[Stored items]
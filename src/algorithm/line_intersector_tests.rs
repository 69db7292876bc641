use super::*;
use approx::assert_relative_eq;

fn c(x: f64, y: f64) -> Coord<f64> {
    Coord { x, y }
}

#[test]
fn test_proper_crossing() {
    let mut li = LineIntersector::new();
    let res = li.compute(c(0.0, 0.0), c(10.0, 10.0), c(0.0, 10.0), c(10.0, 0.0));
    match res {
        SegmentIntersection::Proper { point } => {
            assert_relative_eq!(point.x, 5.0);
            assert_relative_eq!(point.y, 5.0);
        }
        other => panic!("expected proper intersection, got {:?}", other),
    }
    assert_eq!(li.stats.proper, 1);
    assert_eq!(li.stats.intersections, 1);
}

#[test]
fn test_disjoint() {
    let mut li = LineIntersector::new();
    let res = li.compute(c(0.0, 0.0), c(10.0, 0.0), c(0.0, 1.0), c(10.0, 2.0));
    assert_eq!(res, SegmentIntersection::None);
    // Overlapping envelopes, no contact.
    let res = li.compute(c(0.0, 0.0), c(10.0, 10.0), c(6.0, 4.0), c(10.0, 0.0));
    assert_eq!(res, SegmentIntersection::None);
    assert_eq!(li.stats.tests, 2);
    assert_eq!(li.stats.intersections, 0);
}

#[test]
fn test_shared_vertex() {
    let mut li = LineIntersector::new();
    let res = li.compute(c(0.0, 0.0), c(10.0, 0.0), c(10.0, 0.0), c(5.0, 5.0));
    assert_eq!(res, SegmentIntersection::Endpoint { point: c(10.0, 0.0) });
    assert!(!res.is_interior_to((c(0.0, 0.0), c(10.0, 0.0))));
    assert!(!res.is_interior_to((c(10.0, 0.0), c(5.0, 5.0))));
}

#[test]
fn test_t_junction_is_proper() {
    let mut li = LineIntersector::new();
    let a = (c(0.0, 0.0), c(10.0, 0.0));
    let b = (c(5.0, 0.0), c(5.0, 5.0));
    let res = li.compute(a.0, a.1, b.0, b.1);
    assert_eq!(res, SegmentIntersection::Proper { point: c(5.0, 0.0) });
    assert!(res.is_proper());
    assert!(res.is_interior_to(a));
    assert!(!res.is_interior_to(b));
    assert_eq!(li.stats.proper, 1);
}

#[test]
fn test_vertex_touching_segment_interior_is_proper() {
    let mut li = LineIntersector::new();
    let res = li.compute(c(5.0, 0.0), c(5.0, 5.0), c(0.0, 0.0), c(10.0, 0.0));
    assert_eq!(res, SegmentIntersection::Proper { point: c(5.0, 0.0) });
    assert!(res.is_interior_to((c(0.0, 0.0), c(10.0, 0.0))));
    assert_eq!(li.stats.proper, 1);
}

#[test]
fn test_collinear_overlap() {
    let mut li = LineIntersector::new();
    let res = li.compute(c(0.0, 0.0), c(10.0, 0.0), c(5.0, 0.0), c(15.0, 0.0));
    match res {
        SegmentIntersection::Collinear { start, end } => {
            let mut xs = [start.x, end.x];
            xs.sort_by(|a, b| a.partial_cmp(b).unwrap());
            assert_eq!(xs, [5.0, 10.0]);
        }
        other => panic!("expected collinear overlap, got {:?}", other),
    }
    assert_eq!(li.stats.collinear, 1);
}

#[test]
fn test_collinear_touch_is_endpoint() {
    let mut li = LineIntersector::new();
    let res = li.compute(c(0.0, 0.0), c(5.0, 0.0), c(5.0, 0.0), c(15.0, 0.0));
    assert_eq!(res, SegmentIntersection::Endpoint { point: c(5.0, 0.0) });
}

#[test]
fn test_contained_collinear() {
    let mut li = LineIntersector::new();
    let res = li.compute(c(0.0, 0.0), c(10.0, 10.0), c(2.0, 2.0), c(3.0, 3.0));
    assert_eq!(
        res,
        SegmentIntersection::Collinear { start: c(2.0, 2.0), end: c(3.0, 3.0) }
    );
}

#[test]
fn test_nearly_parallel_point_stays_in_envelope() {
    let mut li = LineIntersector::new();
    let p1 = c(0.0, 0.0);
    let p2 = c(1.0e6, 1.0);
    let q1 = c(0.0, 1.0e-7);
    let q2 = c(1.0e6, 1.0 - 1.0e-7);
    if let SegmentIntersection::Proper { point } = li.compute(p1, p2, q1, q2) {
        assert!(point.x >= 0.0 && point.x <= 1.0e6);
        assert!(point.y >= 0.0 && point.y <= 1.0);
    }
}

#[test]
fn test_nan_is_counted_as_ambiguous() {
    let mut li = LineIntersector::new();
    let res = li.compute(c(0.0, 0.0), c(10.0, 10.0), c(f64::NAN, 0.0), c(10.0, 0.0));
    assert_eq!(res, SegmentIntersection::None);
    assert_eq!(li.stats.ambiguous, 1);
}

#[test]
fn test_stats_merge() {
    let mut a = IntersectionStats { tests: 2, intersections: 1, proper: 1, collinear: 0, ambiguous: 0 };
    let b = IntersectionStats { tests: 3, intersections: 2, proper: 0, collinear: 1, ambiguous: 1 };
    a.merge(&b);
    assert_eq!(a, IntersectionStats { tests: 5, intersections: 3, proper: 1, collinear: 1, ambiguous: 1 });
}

Instructions to follow
Up to and including the line with "let res = li.compute(a.0, a.1, b.0, b.1);", transcribe the entries above exactly, starting from their first line.

Result of this exercise
filename src/algorithm/line_intersector_tests.rs
repository 69db7292876bc641
use super::*;
use approx::assert_relative_eq;

fn c(x: f64, y: f64) -> Coord<f64> {
    Coord { x, y }
}

#[test]
fn test_proper_crossing() {
    let mut li = LineIntersector::new();
    let res = li.compute(c(0.0, 0.0), c(10.0, 10.0), c(0.0, 10.0), c(10.0, 0.0));
    match res {
        SegmentIntersection::Proper { point } => {
            assert_relative_eq!(point.x, 5.0);
            assert_relative_eq!(point.y, 5.0);
        }
        other => panic!("expected proper intersection, got {:?}", other),
    }
    assert_eq!(li.stats.proper, 1);
    assert_eq!(li.stats.intersections, 1);
}

#[test]
fn test_disjoint() {
    let mut li = LineIntersector::new();
    let res = li.compute(c(0.0, 0.0), c(10.0, 0.0), c(0.0, 1.0), c(10.0, 2.0));
    assert_eq!(res, SegmentIntersection::None);
    // Overlapping envelopes, no contact.
    let res = li.compute(c(0.0, 0.0), c(10.0, 10.0), c(6.0, 4.0), c(10.0, 0.0));
    assert_eq!(res, SegmentIntersection::None);
    assert_eq!(li.stats.tests, 2);
    assert_eq!(li.stats.intersections, 0);
}

#[test]
fn test_shared_vertex() {
    let mut li = LineIntersector::new();
    let res = li.compute(c(0.0, 0.0), c(10.0, 0.0), c(10.0, 0.0), c(5.0, 5.0));
    assert_eq!(res, SegmentIntersection::Endpoint { point: c(10.0, 0.0) });
    assert!(!res.is_interior_to((c(0.0, 0.0), c(10.0, 0.0))));
    assert!(!res.is_interior_to((c(10.0, 0.0), c(5.0, 5.0))));
}

#[test]
fn test_t_junction_is_proper() {
    let mut li = LineIntersector::new();
    let a = (c(0.0, 0.0), c(10.0, 0.0));
    let b = (c(5.0, 0.0), c(5.0, 5.0));
    let res = li.compute(a.0, a.1, b.0, b.1);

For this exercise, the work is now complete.